The mind-boggling stupidity at CDC continues.

Having just succeeded in damping down public concern over escaped anthrax spores, the head of CDC now contemplates the fact that his agency accidentally sent the deadly H5N1 bird flu to a USDA lab instead of a more harmless one.

This, as experts told the NY Times, could potentially have wiped out the American poultry industry.

What the NY Times article does not mention is that if things had progressed to the point where H5N1 was rampaging through the US poultry industry, wiping out every chicken in the country, there would have been a high chance of the virus, which has shown itself capable of infecting humans, mutating to the form which the entire world fears - a form easily transmissible between humans.

Elena


From NY Times 13 July 2014


ATLANTA — Dr. Thomas R. Frieden, the head of the Centers for Disease Control and Prevention, spent much of Wednesday completing a report that would let the public see, in embarrassing detail, how the sloppy handling of anthrax by scientists at its headquarters here had potentially exposed dozens of employees to the deadly bacteria.

But just as he was sitting down for a late-afternoon lunch at his Washington, D.C., office, an urgent call came in. There had been another accident, this one just as disturbing, if not more so — and no one in the agency’s top leadership had been informed about it until that Monday, though the C.D.C.’s lab had been told about it more than a month earlier.

C.D.C. workers had somehow shipped a dangerous strain of avian influenza to a poultry research lab run by the Department of Agriculture. Known as H5N1, the virus had killed more than half of the 650 people who had been infected with it since 2003.
Continue reading the main story
Related in Opinion

Editorial: The Disturbing Anthrax AccidentJUNE 26, 2014

“I was, just frankly, stunned and appalled,” Dr. Frieden said in an interview Saturday.
Photo
A mass spectrometer that the agency put out of commission over fears of anthrax contamination. Credit Dustin Chambers for The New York Times

The recent revelations have created a crisis of faith in the federal agency, prompting calls for an independent body to investigate such episodes in the future, as well as for sweeping changes at the agency and to a sprawling web of research labs that has grown after the 2001 terror attacks led to an intensified focus on microbes that could be used as biological weapons.

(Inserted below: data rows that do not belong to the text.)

//! Configuration system using TOML files.
//!
//! Config is stored in the OS-standard config directory:
//! - Windows: %APPDATA%\playstream\config.toml
//! - macOS: ~/Library/Application Support/playstream/config.toml
//! - Linux: ~/.config/playstream/config.toml
//!
//! The config file is human-readable and editable. Every section is
//! `#[serde(default)]`, so a partial file only overrides what it names.

use serde::{Deserialize, Serialize};
use std::collections::BTreeMap;
use std::path::{Path, PathBuf};
use std::time::Duration;

/// Application configuration
#[derive(Debug, Clone, Default, Serialize, Deserialize)]
#[serde(default)]
pub struct Config {
    /// Local music directories
    pub library: LibraryConfig,

    /// Remote catalog sources
    pub remote: RemoteConfig,

    /// Background metadata enrichment
    pub enrichment: EnrichmentConfig,

    /// Metadata cache
    pub cache: CacheConfig,

    /// Session persistence
    pub sessions: SessionConfig,

    /// External player process
    pub player: PlayerConfig,
}

/// Local library settings
#[derive(Debug, Clone, Default, Serialize, Deserialize)]
#[serde(default)]
pub struct LibraryConfig {
    /// Priority tier label ("1".."4") to directory. Higher tiers play first.
    pub tiers: BTreeMap<String, PathBuf>,
}

/// Remote catalog settings
#[derive(Debug, Clone, Serialize, Deserialize)]
#[serde(default)]
pub struct RemoteConfig {
    /// Playlist references to list items from
    pub sources: Vec<String>,

    /// Program used to list playlists and look up baseline metadata
    pub ytdlp_program: String,
}

impl Default for RemoteConfig {
    fn default() -> Self {
        Self {
            sources: Vec::new(),
            ytdlp_program: "yt-dlp".to_string(),
        }
    }
}

/// Enrichment settings
#[derive(Debug, Clone, Serialize, Deserialize)]
#[serde(default)]
pub struct EnrichmentConfig {
    /// Requested background workers (the queue caps this at 3)
    pub max_workers: usize,

    /// Confidence at which a descriptor counts as complete (0.0 - 1.0)
    pub confidence_threshold: f32,

    /// Whether to fall back to a MusicBrainz text search
    pub text_search: bool,

    /// Confidence assigned to text search matches
    pub text_search_confidence: f32,

    /// Upper bound for a single resolution
    pub resolve_timeout_secs: u64,

    /// How many enriched items to hold ready for playback
    pub ready_buffer_capacity: usize,

    /// Idle worker poll interval
    pub poll_interval_ms: u64,
}

impl Default for EnrichmentConfig {
    fn default() -> Self {
        Self {
            max_workers: 3,
            confidence_threshold: 0.7,
            text_search: true,
            text_search_confidence: 0.5,
            resolve_timeout_secs: 120,
            ready_buffer_capacity: 10,
            poll_interval_ms: 1000,
        }
    }
}

impl EnrichmentConfig {
    pub fn resolve_timeout(&self) -> Duration {
        Duration::from_secs(self.resolve_timeout_secs)
    }

    pub fn poll_interval(&self) -> Duration {
        Duration::from_millis(self.poll_interval_ms)
    }
}

/// Metadata cache settings
#[derive(Debug, Clone, Serialize, Deserialize)]
#[serde(default)]
pub struct CacheConfig {
    /// Database file (default: data directory)
    pub path: Option<PathBuf>,

    /// Entries older than this are swept at startup
    pub max_age_days: u32,
}

impl Default for CacheConfig {
    fn default() -> Self {
        Self {
            path: None,
            max_age_days: 30,
        }
    }
}

impl CacheConfig {
    pub fn resolved_path(&self) -> PathBuf {
        self.path
            .clone()
            .unwrap_or_else(|| data_dir().join("metadata.db"))
    }
}

/// Session persistence settings
#[derive(Debug, Clone, Serialize, Deserialize)]
#[serde(default)]
pub struct SessionConfig {
    /// Directory holding one JSON file per session (default: data directory)
    pub dir: Option<PathBuf>,

    /// Most recent session is resumed without asking if used within this many hours
    pub auto_resume_hours: f64,

    /// Sessions unused for longer than this are deleted at startup...
    pub max_age_days: u32,

    /// ...except for this many most recently used ones
    pub keep_recent: usize,
}

impl Default for SessionConfig {
    fn default() -> Self {
        Self {
            dir: None,
            auto_resume_hours: 4.0,
            max_age_days: 7,
            keep_recent: 5,
        }
    }
}

impl SessionConfig {
    pub fn resolved_dir(&self) -> PathBuf {
        self.dir.clone().unwrap_or_else(|| data_dir().join("sessions"))
    }
}

/// External player settings
#[derive(Debug, Clone, Serialize, Deserialize)]
#[serde(default)]
pub struct PlayerConfig {
    /// Player executable
    pub program: String,

    /// Arguments placed before the locator
    pub args: Vec<String>,
}

impl Default for PlayerConfig {
    fn default() -> Self {
        Self {
            program: "mpv".to_string(),
            args: vec![
                "--no-video".to_string(),
                "--quiet".to_string(),
                "--no-terminal".to_string(),
            ],
        }
    }
}

impl Config {
    /// Clamp out-of-range values instead of rejecting the file.
    pub fn sanitized(mut self) -> Self {
        let e = &mut self.enrichment;
        e.confidence_threshold = e.confidence_threshold.clamp(0.0, 1.0);
        e.text_search_confidence = e.text_search_confidence.clamp(0.0, 1.0);
        e.ready_buffer_capacity = e.ready_buffer_capacity.max(1);
        e.poll_interval_ms = e.poll_interval_ms.max(10);
        self
    }
}

// ============================================================================
// Config File Operations
// ============================================================================

/// Get the config directory path
pub fn config_dir() -> Option<PathBuf> {
    dirs::config_dir().map(|d| d.join("playstream"))
}

/// Get the full path to the config file
pub fn config_path() -> Option<PathBuf> {
    config_dir().map(|d| d.join("config.toml"))
}

/// Directory for the cache database and session files
pub fn data_dir() -> PathBuf {
    dirs::data_dir()
        .unwrap_or_else(|| PathBuf::from(".playstream"))
        .join("playstream")
}

/// Load configuration from the default location
///
/// Returns default config if file doesn't exist or can't be parsed.
/// Logs warnings but doesn't fail - we always return a usable config.
pub fn load() -> Config {
    let Some(path) = config_path() else {
        tracing::warn!(target: "config", "Could not determine config directory, using defaults");
        return Config::default();
    };
    load_from(&path)
}

/// Load configuration from an explicit path, with the same fallbacks as [`load`].
pub fn load_from(path: &Path) -> Config {
    if !path.exists() {
        tracing::info!(target: "config", "No config file found at {:?}, using defaults", path);
        return Config::default();
    }

    match std::fs::read_to_string(path) {
        Ok(contents) => match toml::from_str::<Config>(&contents) {
            Ok(config) => {
                tracing::info!(target: "config", "Loaded config from {:?}", path);
                config.sanitized()
            }
            Err(e) => {
                tracing::error!(target: "config", "Failed to parse config file {:?}: {}", path, e);
                tracing::warn!(target: "config", "Using default configuration");
                Config::default()
            }
        },
        Err(e) => {
            tracing::error!(target: "config", "Failed to read config file {:?}: {}", path, e);
            Config::default()
        }
    }
}

/// Save configuration to disk
///
/// Creates the parent directory if it doesn't exist.
pub fn save_to(config: &Config, path: &Path) -> Result<(), ConfigError> {
    if let Some(dir) = path.parent() {
        std::fs::create_dir_all(dir).map_err(|e| ConfigError::CreateDir(dir.to_path_buf(), e))?;
    }

    let contents = toml::to_string_pretty(config).map_err(ConfigError::Serialize)?;

    // Write atomically (write to temp, then rename)
    let temp_path = path.with_extension("toml.tmp");
    std::fs::write(&temp_path, &contents).map_err(|e| ConfigError::Write(temp_path.clone(), e))?;
    std::fs::rename(&temp_path, path)
        .map_err(|e| ConfigError::Rename(temp_path, path.to_path_buf(), e))?;

    tracing::info!(target: "config", "Saved config to {:?}", path);
    Ok(())
}

// ============================================================================
// Error Types
// ============================================================================

/// Configuration errors
#[derive(Debug, thiserror::Error)]
pub enum ConfigError {
    #[error("Could not determine config directory")]
    NoConfigDir,

    #[error("Failed to create config directory {0}: {1}")]
    CreateDir(PathBuf, std::io::Error),

    #[error("Failed to serialize config: {0}")]
    Serialize(toml::ser::Error),

    #[error("Failed to write config to {0}: {1}")]
    Write(PathBuf, std::io::Error),

    #[error("Failed to rename temp file {0} to {1}: {2}")]
    Rename(PathBuf, PathBuf, std::io::Error),
}

// ============================================================================
// Tests
// ============================================================================

#[cfg(test)]
mod tests {
    use super::*;

    #[test]
    fn test_default_config_serializes() {
        let config = Config::default();
        let toml = toml::to_string_pretty(&config).unwrap();
        assert!(toml.contains("[remote]"));
        assert!(toml.contains("[enrichment]"));
        assert!(toml.contains("[cache]"));
        assert!(toml.contains("[sessions]"));
        assert!(toml.contains("[player]"));
    }

    #[test]
    fn test_config_roundtrip() {
        let mut config = Config::default();
        config
            .library
            .tiers
            .insert("3".to_string(), PathBuf::from("/music/3star"));
        config.remote.sources.push("https://example.com/list".to_string());
        config.enrichment.max_workers = 2;

        let toml = toml::to_string_pretty(&config).unwrap();
        let parsed: Config = toml::from_str(&toml).unwrap();

        assert_eq!(
            parsed.library.tiers.get("3"),
            Some(&PathBuf::from("/music/3star"))
        );
        assert_eq!(parsed.remote.sources, vec!["https://example.com/list"]);
        assert_eq!(parsed.enrichment.max_workers, 2);
    }

    #[test]
    fn test_partial_config_uses_defaults() {
        let toml = r#"
[enrichment]
max_workers = 1
"#;
        let config: Config = toml::from_str(toml).unwrap();

        assert_eq!(config.enrichment.max_workers, 1);
        assert_eq!(config.enrichment.confidence_threshold, 0.7);
        assert_eq!(config.sessions.keep_recent, 5);
        assert_eq!(config.player.program, "mpv");
        assert!(config.library.tiers.is_empty());
    }

    #[test]
    fn test_thresholds_are_clamped() {
        let toml = r#"
[enrichment]
confidence_threshold = 1.7
text_search_confidence = -0.2
ready_buffer_capacity = 0
"#;
        let config = toml::from_str::<Config>(toml).unwrap().sanitized();
        assert_eq!(config.enrichment.confidence_threshold, 1.0);
        assert_eq!(config.enrichment.text_search_confidence, 0.0);
        assert_eq!(config.enrichment.ready_buffer_capacity, 1);
    }

    #[test]
    fn test_save_and_load_from_path() {
        let dir = tempfile::tempdir().unwrap();
        let path = dir.path().join("nested").join("config.toml");

        let mut config = Config::default();
        config.sessions.auto_resume_hours = 2.5;
        save_to(&config, &path).unwrap();

        let loaded = load_from(&path);
        assert_eq!(loaded.sessions.auto_resume_hours, 2.5);
    }

    #[test]
    fn test_unparsable_file_falls_back_to_defaults() {
        let dir = tempfile::tempdir().unwrap();
        let path = dir.path().join("config.toml");
        std::fs::write(&path, "this is [not toml").unwrap();

        let loaded = load_from(&path);
        assert_eq!(loaded.enrichment.max_workers, 3);
    }
}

Dr. Michael Bell, a 19-year C.D.C. veteran who has been appointed by Dr. Frieden to a new position overseeing laboratory safety, said in an interview Saturday that he was most concerned about the “potential for hubris” among researchers who grow so inured to the daily grind of working with deadly microbes that they cease to follow safety protocols. The agency both conducts that research and is charged with ensuring that other labs adhere to federal safety standards.

The agency’s internal investigation of the troubling events, made public Friday, found that senior staff members had failed to write up a plan for researchers to follow in the anthrax study. It also faulted scientists who neglected to review the existing literature before working with the deadly pathogen, and found that the agency was ill-prepared to respond to a potential exposure episode.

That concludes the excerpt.